Nitrocellulose, otherwise known as cellulose nitrate, goes by several names. The commonest, in the histological world, are celloidin, collodion and parloidin, but others are not infrequently encountered, many of them ending in “-oidin”. Many of these names are well established trade names for different companies’ products.
Introduction
Nitrocellulose is also known as gun cotton from its use as an explosive and its appearance, which can resemble cotton wool in the dry state and can be produced from cotton, which is made of cellulose. As would be expected of an explosive, it is extremely inflammable, a characteristic which is encreased when dissolved in a mixture of absolute ethanol and ether, both either inflammable or explosive fluids in their own right. Open flames, sparks from equipment, smoking tobacco in any form and any other activity which can cause ignition of the material or its solvent must be absolutely forbidden. Explosion safe processing and storage containers are essential, and common sense must be used at all times. Fire extinguishers, fire blankets and other fire safety equipment must be easily and conveniently available at all times. Processing with nitrocellulose is safe if these precautions are taken.

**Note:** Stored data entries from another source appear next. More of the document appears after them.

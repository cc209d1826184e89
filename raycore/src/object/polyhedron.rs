use crate::{
    math::{Point3, Ray, Vector3},
    scene::EPSILON,
};

use super::{Hit, Intersect};

/// A half-space `a x + b y + c z + d <= 0`, stored with a unit outward normal.
#[derive(Debug, Clone, Copy, PartialEq)]
pub struct HalfSpace {
    pub normal: Vector3,
    pub d: f64,
}

impl HalfSpace {
    /// Normalizes `(a, b, c)`, scaling `d` to match.
    pub fn new(a: f64, b: f64, c: f64, d: f64) -> Self {
        let normal = Vector3::new(a, b, c);
        let len = normal.magnitude();
        Self {
            normal: normal / len,
            d: d / len,
        }
    }

    /// Positive outside, negative inside.
    pub fn signed_distance(&self, p: Point3) -> f64 {
        self.normal.dot(p.to_vector()) + self.d
    }
}

/// A convex polyhedron, the intersection of a set of half-spaces.
#[derive(Debug, Clone, Default)]
pub struct Polyhedron {
    pub faces: Vec<HalfSpace>,
}

impl Polyhedron {
    pub fn new(faces: Vec<HalfSpace>) -> Self {
        Self { faces }
    }
}

impl Intersect for Polyhedron {
    fn intersect(&self, ray: &Ray, max_t: f64) -> Option<Hit> {
        // entering and exiting parameters, with the faces that set them
        let (mut t0, mut t1) = (0., f64::INFINITY);
        let (mut n0, mut n1) = (Vector3::default(), Vector3::default());

        for face in self.faces.iter() {
            let dn = ray.direction.dot(face.normal);
            let vd = face.signed_distance(ray.origin);

            if dn.abs() <= EPSILON {
                // parallel: either entirely outside this face or never crossing it
                if vd > EPSILON {
                    return None;
                }
                continue;
            }

            let t = -vd / dn;
            if dn > 0. {
                if t < t1 {
                    t1 = t;
                    n1 = face.normal;
                }
            } else if t > t0 {
                t0 = t;
                n0 = face.normal;
            }
        }

        if t1 < t0 {
            return None;
        }

        if t0 > EPSILON {
            (t0 < max_t).then(|| Hit::new(t0, n0, false))
        } else if t1 > EPSILON && t1.is_finite() && t1 < max_t {
            Some(Hit::new(t1, -n1, true))
        } else {
            None
        }
    }
}
#[cfg(test)]
mod tests {
    use super::*;
    use crate::{
        lighting::{AreaShape, Attenuation},
        object::{Shape, Sphere, Transform},
    };

    fn sphere(id: usize, center: Point3, radius: f64, material: usize) -> Object {
        Object::new(id, Shape::Sphere(Sphere::new(radius)), 0, material)
            .with_transform(Transform::at(center))
    }

    fn lit_sphere_scene() -> Scene {
        Scene {
            camera: Camera::new(
                Point3::new(0., 0., 5.),
                Point3::origin(),
                Vector3::up(),
                60.,
                9,
                9,
            ),
            lights: vec![Light::point(
                Point3::new(2., 2., 5.),
                Color::white(),
                Attenuation::new(1., 0., 0.),
            )],
            textures: vec![Texture::Solid(Color::white())],
            materials: vec![Material {
                ambient: 0.,
                diffuse: 1.,
                ..Default::default()
            }],
            objects: vec![sphere(0, Point3::origin(), 1., 0)],
            ..Default::default()
        }
    }

    #[test]
    fn missed_ray_returns_ambient() {
        let scene = Scene {
            ambient: Color::new(0.1, 0.2, 0.3),
            ..Default::default()
        };
        let mut ctx = TraceContext::new(&scene, 0);
        let ray = Ray::new(Point3::origin(), Vector3::new(0., 0., -1.));
        assert_eq!(scene.trace(&ray, 4, None, &mut ctx), Color::new(0.1, 0.2, 0.3));
    }

    #[test]
    fn nearest_hit_wins_and_exclusion_skips() {
        let scene = Scene {
            objects: vec![
                sphere(0, Point3::new(0., 0., -10.), 1., 0),
                sphere(1, Point3::new(0., 0., -5.), 1., 0),
            ],
            ..Default::default()
        };
        let ray = Ray::new(Point3::origin(), Vector3::new(0., 0., -1.));

        let hit = scene.intersect(&ray, f64::INFINITY, None).unwrap();
        assert_eq!(hit.object.id, 1);
        assert!((hit.t - 4.).abs() < 1e-9);

        let hit = scene.intersect(&ray, f64::INFINITY, Some(1)).unwrap();
        assert_eq!(hit.object.id, 0);
        assert!(scene.intersect(&ray, 3.5, None).is_none());
    }

    #[test]
    fn inside_sphere_normal_faces_the_ray() {
        let scene = Scene {
            objects: vec![sphere(0, Point3::origin(), 2., 0)],
            ..Default::default()
        };
        let ray = Ray::new(Point3::origin(), Vector3::new(0., 1., 0.));
        let hit = scene.intersect(&ray, f64::INFINITY, None).unwrap();

        assert!(hit.inside);
        assert!((hit.normal - Vector3::new(0., -1., 0.)).magnitude() < 1e-9);
    }

    #[test]
    fn trace_adds_attenuated_diffuse_and_specular() {
        let scene = Scene {
            ambient: Color::new(0.2, 0.2, 0.2),
            lights: vec![Light::point(
                Point3::new(4., 0., 5.),
                Color::white(),
                Attenuation::new(1., 0., 1. / 32.),
            )],
            textures: vec![Texture::Solid(Color::new(1., 0.5, 0.))],
            materials: vec![Material {
                ambient: 0.5,
                diffuse: 0.5,
                specular: 0.25,
                shininess: 2.,
                ..Default::default()
            }],
            objects: vec![sphere(0, Point3::origin(), 1., 0)],
            ..Default::default()
        };
        let mut ctx = TraceContext::new(&scene, 0);
        let ray = Ray::new(Point3::new(0., 0., 5.), Vector3::new(0., 0., -1.));

        // the light is 45 degrees off the normal and attenuated by half
        let ambient = 0.2 * 0.5;
        let diffuse = 0.5 * std::f64::consts::FRAC_1_SQRT_2 * 0.5;
        let specular = 0.5 * (22.5f64.to_radians().cos()).powi(2) * 0.25;

        let color = scene.trace(&ray, 4, None, &mut ctx);
        assert!((color.r - (ambient + diffuse + specular)).abs() < 1e-9, "{:?}", color);
        assert!((color.g - (0.5 * (ambient + diffuse) + specular)).abs() < 1e-9, "{:?}", color);
        assert!((color.b - specular).abs() < 1e-9, "{:?}", color);
    }

    #[test]
    fn zero_depth_never_recurses() {
        let scene = Scene {
            ambient: Color::new(0.3, 0.3, 0.3),
            textures: vec![Texture::Solid(Color::white())],
            materials: vec![Material {
                ambient: 0.,
                diffuse: 0.,
                reflective: 1.,
                ..Default::default()
            }],
            objects: vec![sphere(0, Point3::new(0., 0., -5.), 1., 0)],
            ..Default::default()
        };
        let mut ctx = TraceContext::new(&scene, 0);
        let ray = Ray::new(Point3::origin(), Vector3::new(0., 0., -1.));

        assert_eq!(scene.trace(&ray, 0, None, &mut ctx), Color::black());

        // one bounce escapes back toward the camera and sees the ambient color
        let bounced = scene.trace(&ray, 1, None, &mut ctx);
        assert!((bounced.r - 0.3).abs() < 1e-9);
    }

    #[test]
    fn matched_index_transmits_the_background() {
        let scene = Scene {
            ambient: Color::new(0.5, 0.25, 0.),
            textures: vec![Texture::Solid(Color::white())],
            materials: vec![Material {
                ambient: 0.,
                diffuse: 0.,
                transmissive: 1.,
                ior: 1.,
                ..Default::default()
            }],
            objects: vec![sphere(0, Point3::new(0., 0., -5.), 1., 0)],
            ..Default::default()
        };
        let mut ctx = TraceContext::new(&scene, 0);
        let ray = Ray::new(Point3::origin(), Vector3::new(0., 0., -1.));

        let color = scene.trace(&ray, 2, None, &mut ctx);
        assert!((color.r - 0.5).abs() < 1e-9 && (color.g - 0.25).abs() < 1e-9);
    }

    #[test]
    fn shadow_rays_see_blockers() {
        let mut scene = lit_sphere_scene();
        let up = Ray::new(Point3::new(0., 0., 1.), Vector3::new(0., 0., 1.));
        assert!(!scene.occluded(&up, 4., Some(0)));

        scene.objects.push(sphere(1, Point3::new(0., 0., 3.), 0.5, 0));
        assert!(scene.occluded(&up, 4., Some(0)));
        // the blocker starts 1.5 units along the ray
        assert!(!scene.occluded(&up, 1.4, Some(0)));
    }

    #[test]
    fn lit_sphere_is_brighter_at_center() {
        let scene = lit_sphere_scene();
        let pixels = scene.render();
        let at = |x: usize, y: usize| pixels[y * 9 + x];

        let center = at(4, 4);
        assert!(center.luminance() > 0.);
        for corner in [at(0, 0), at(8, 0), at(0, 8), at(8, 8)] {
            assert_eq!(corner, Color::black());
            assert!(center.luminance() > corner.luminance());
        }
    }

    #[test]
    fn renders_are_deterministic_per_seed() {
        for policy in [LightSampling::Fresh, LightSampling::PerPixel] {
            let mut scene = lit_sphere_scene();
            scene.options.light_sampling = policy;
            scene.options.seed = 42;
            scene.lights = vec![Light::area(
                Point3::new(2., 2., 5.),
                Color::white(),
                Attenuation::default(),
                AreaShape::Disk,
                9,
                1.,
                4,
                &mut rand::thread_rng(),
            )];
            scene.camera.set_samples(4, 4, &mut rand::thread_rng());

            assert_eq!(scene.render(), scene.render());
        }
    }

    #[test]
    fn compute_applies_transforms() {
        let mut scene = lit_sphere_scene();
        scene.objects[0].transform.acceleration = Vector3::new(100., 0., 0.);

        let pixels = scene.compute(1.);
        assert!(pixels.iter().all(|&p| p == Color::black()));
    }
}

The celloidin which was originally used for histological processing produced a thick, syrupy solution when dissolved in ethanol-ether (alcohol-ether). Later a material which produced a less viscous solution for the same weight of nitrocellulose was introduced, called low viscosity nitrocellulose (LVN). This made it possible to give greater support to the tissues by using higher concentrations of nitrocellulose for the same viscosity. Both products are still in use. As you can see from the formula, celloidin is a polymer of nitrated cellulose units.
Celloidin embedding is a slow process, taking some weeks usually, and does not produce sections as thin as those produced by paraffin embedding. The minimum thickness is about 12 µ but 15 µ, or thicker, sections are often cut. Section cutting is usually done wet, which means that the block is lubricated with a fluid, usually 60-70% ethanol, and is not allowed to dry out. This makes section cutting somewhat messy and quite a bit slower than the dry sectioning used with paraffin. When sections have been cut, they are then stored in 60-70% ethanol instead of being adhered to glass slides. They are usually stained free floating and put on slides at the same time as the coverslip is applied. This does make it difficult to prepare serial sections as each section must be stored in an individual, numbered container or small batches of 5 or so sections prepared. These are not really “serial” sections but they are close. Blocks are stored in the same alcohol as used for lubrication, and they must never be allowed to become dry.
Tissues embedded in celloidin are usually sectioned with a sliding microtome. In this instrument the block is mounted on a platform facing upwards and is fixed. The knife is held at a significant slant so that most of the blade edge is used during the cutting stroke, and is quite long, often in excess of 25 cm. It is customary to use a deeply plano-concave knife, the cutting stroke being to slice off a section rather than to peel it off, so that the strength behind the knife edge is not needed but a very keen edge is necessary. The face of the block is lubricated with 70% ethanol and the knife drawn across the top of the block at a strong slant, shaving off a section, which is immediately removed and placed in 70% ethanol. The surface of the block is then relubricated for the next cutting stroke.
The desirable aspects of celloidin processing are to do with it being a process that completely avoids the use of heat at any stage. As a consequence, heat produced artefacts are avoided. In particular, shrinkage is absolutely minimal, if there is any, and organs composed of layers of materials of different characteristics do not have the layers separate or shrink away from each other so the structural relationships of the various types of tissue components can be seen clearly.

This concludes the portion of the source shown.